On our longest dayhike we came across the large, fresh tracks of a moose. We followed the trail—huge, cloven prints the size of my hand. Even at 11 and susceptible to miracle, I thought the chances of catching up to that moose were pretty slim. But damned if we didn’t, hours later, stumble to the edge of a marshy lake where the bull moose fed on succulent pond growth. He looked as big as a hillside, standing knee-deep in the muck, antlers like canoe paddles. I got ahead of my family on my way back to camp—I’d been reading about Mowgli the Jungle Boy, and my imagination was charging along like a Montana coal train. I would become a Mountain Boy! All I had to do was duck off the trail and disappear into the forests and meadows. I would learn to snare my food, make my shelter in caves, strike fire with sparks. The animals would incorporate me into their fabulous world.

The only thing that kept me from plunging fully into the woods was the irresistible lure of the camp stew I knew was waiting ahead. Decades have since passed, but that time in the Beartooths is embedded in my memory with crystalline vividness, a nugget of experience kept somewhere immune to the erosion of time. It is a kind of talisman, a touchstone, that I can reach back and grab hold of.

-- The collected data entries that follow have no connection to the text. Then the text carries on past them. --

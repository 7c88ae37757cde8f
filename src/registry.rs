//! Name-keyed arena of ontology sources.
//!
//! Annotations refer to sources by name only. The registry is the single
//! place where a name is turned back into a source, so a reference to a
//! source that was never declared on the investigation fails here instead
//! of silently producing a dangling `Term Source REF`.

use std::cell::Cell;
use std::collections::HashMap;

use crate::error::IsaTabError;
use crate::model::{Investigation, OntologyAnnotation, OntologySource};

/// Position of a source in registration order. Stable for one registry.
#[derive(Debug, Clone, Copy, PartialEq, Eq, Hash, PartialOrd, Ord)]
pub struct SourceKey(usize);

/// The three flattened cells ISA-Tab stores for an annotated value.
#[derive(Debug, Clone, Copy, PartialEq, Eq, Default)]
pub struct ResolvedTerm<'t> {
    pub term: &'t str,
    pub accession: &'t str,
    pub source_name: &'t str,
}

#[derive(Debug, Default)]
pub struct SourceRegistry<'a> {
    sources: Vec<&'a OntologySource>,
    by_name: HashMap<&'a str, SourceKey>,
    hits: Vec<Cell<usize>>,
}

impl<'a> SourceRegistry<'a> {
    pub fn new() -> Self {
        Self::default()
    }

    /// Registers every source declared on the investigation, in order.
    pub fn from_investigation(investigation: &'a Investigation) -> Result<Self, IsaTabError> {
        let mut registry = Self::new();
        for source in &investigation.ontology_source_references {
            registry.register(source)?;
        }
        Ok(registry)
    }

    /// Registering the same source object twice returns the existing key;
    /// a different object under an already registered name is rejected.
    pub fn register(&mut self, source: &'a OntologySource) -> Result<SourceKey, IsaTabError> {
        if source.name.trim().is_empty() {
            return Err(IsaTabError::malformed(
                format!("ontology source #{}", self.sources.len() + 1),
                "Term Source Name",
                "name is empty",
            ));
        }
        if let Some(&key) = self.by_name.get(source.name.as_str()) {
            if std::ptr::eq(self.sources[key.0], source) {
                return Ok(key);
            }
            return Err(IsaTabError::DuplicateKey {
                kind: "ontology source name",
                key: source.name.clone(),
                entity: "ontology source references".to_string(),
            });
        }
        let key = SourceKey(self.sources.len());
        self.sources.push(source);
        self.hits.push(Cell::new(0));
        self.by_name.insert(source.name.as_str(), key);
        Ok(key)
    }

    pub fn key(&self, name: &str) -> Option<SourceKey> {
        self.by_name.get(name).copied()
    }

    pub fn get(&self, key: SourceKey) -> &'a OntologySource {
        self.sources[key.0]
    }

    pub fn len(&self) -> usize {
        self.sources.len()
    }

    pub fn is_empty(&self) -> bool {
        self.sources.is_empty()
    }

    /// Sources in registration order.
    pub fn sources(&self) -> impl Iterator<Item = &'a OntologySource> + '_ {
        self.sources.iter().copied()
    }

    pub fn resolve<'t>(
        &self,
        annotation: &'t OntologyAnnotation,
    ) -> Result<ResolvedTerm<'t>, IsaTabError> {
        self.resolve_in(
            annotation,
            &format!("annotation[{}]", annotation.term),
            "term_source",
        )
    }

    /// Like [`Self::resolve`], reporting failures against `entity.field`.
    pub fn resolve_in<'t>(
        &self,
        annotation: &'t OntologyAnnotation,
        entity: &str,
        field: &str,
    ) -> Result<ResolvedTerm<'t>, IsaTabError> {
        let (resolved, key) = self.flatten(annotation, entity, field)?;
        if let Some(key) = key {
            let hits = &self.hits[key.0];
            hits.set(hits.get() + 1);
        }
        Ok(resolved)
    }

    /// Same lookup as [`Self::resolve_in`] without counting a citation.
    /// Used when re-reading annotations that were already resolved once.
    pub fn lookup_in<'t>(
        &self,
        annotation: &'t OntologyAnnotation,
        entity: &str,
        field: &str,
    ) -> Result<ResolvedTerm<'t>, IsaTabError> {
        self.flatten(annotation, entity, field).map(|(resolved, _)| resolved)
    }

    fn flatten<'t>(
        &self,
        annotation: &'t OntologyAnnotation,
        entity: &str,
        field: &str,
    ) -> Result<(ResolvedTerm<'t>, Option<SourceKey>), IsaTabError> {
        let (source_name, key) = match annotation.term_source.as_deref() {
            Some(name) if !name.is_empty() => {
                let key = self
                    .key(name)
                    .ok_or_else(|| IsaTabError::UnresolvedReference {
                        source_name: name.to_string(),
                        entity: entity.to_string(),
                        field: field.to_string(),
                    })?;
                (name, Some(key))
            }
            _ => ("", None),
        };
        let resolved = ResolvedTerm {
            term: annotation.term.as_str(),
            accession: annotation.term_accession.as_deref().unwrap_or(""),
            source_name,
        };
        Ok((resolved, key))
    }

    /// Number of successful [`Self::resolve`] / [`Self::resolve_in`] calls
    /// that cited `key`. [`Self::lookup_in`] is not counted.
    pub fn reference_count(&self, key: SourceKey) -> usize {
        self.hits[key.0].get()
    }

    /// Registered sources no annotation has cited so far.
    pub fn unreferenced(&self) -> Vec<&'a str> {
        self.sources
            .iter()
            .zip(&self.hits)
            .filter(|(_, hits)| hits.get() == 0)
            .map(|(source, _)| source.name.as_str())
            .collect()
    }
}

My childhood was steeped in the rituals of camping the way other children’s lives were redolent with religion. My friends had catechism or Sunday School or the solemn weight of High Mass. I had the mildewed scent of our canvas umbrella tent and the unvarying system of packing the bus with rolled sleeping bags, the folding table, camp stove, and tent.

A zeal for things wild and an appetite for adventure are the intangibles in the maze of my inheritance. Nothing you’d come across in an estate settlement and not the traceable stuff of genes. There is, to my knowledge, no gene for adventure. But these traits are no less fundamental to my makeup than eye color or blood type. Come to think of it, they are a good deal more fundamental. They are the gifts passed on by dint of my parents’ enthusiasm and will and resourcefulness. My mother telling stories in the ruddy light of a campfire on the shore of Lake Superior… a ridge trail through foggy stunted forest in the White Mountains of New Hampshire… a night sky aflame with meteors along the Stillwater River in Montana.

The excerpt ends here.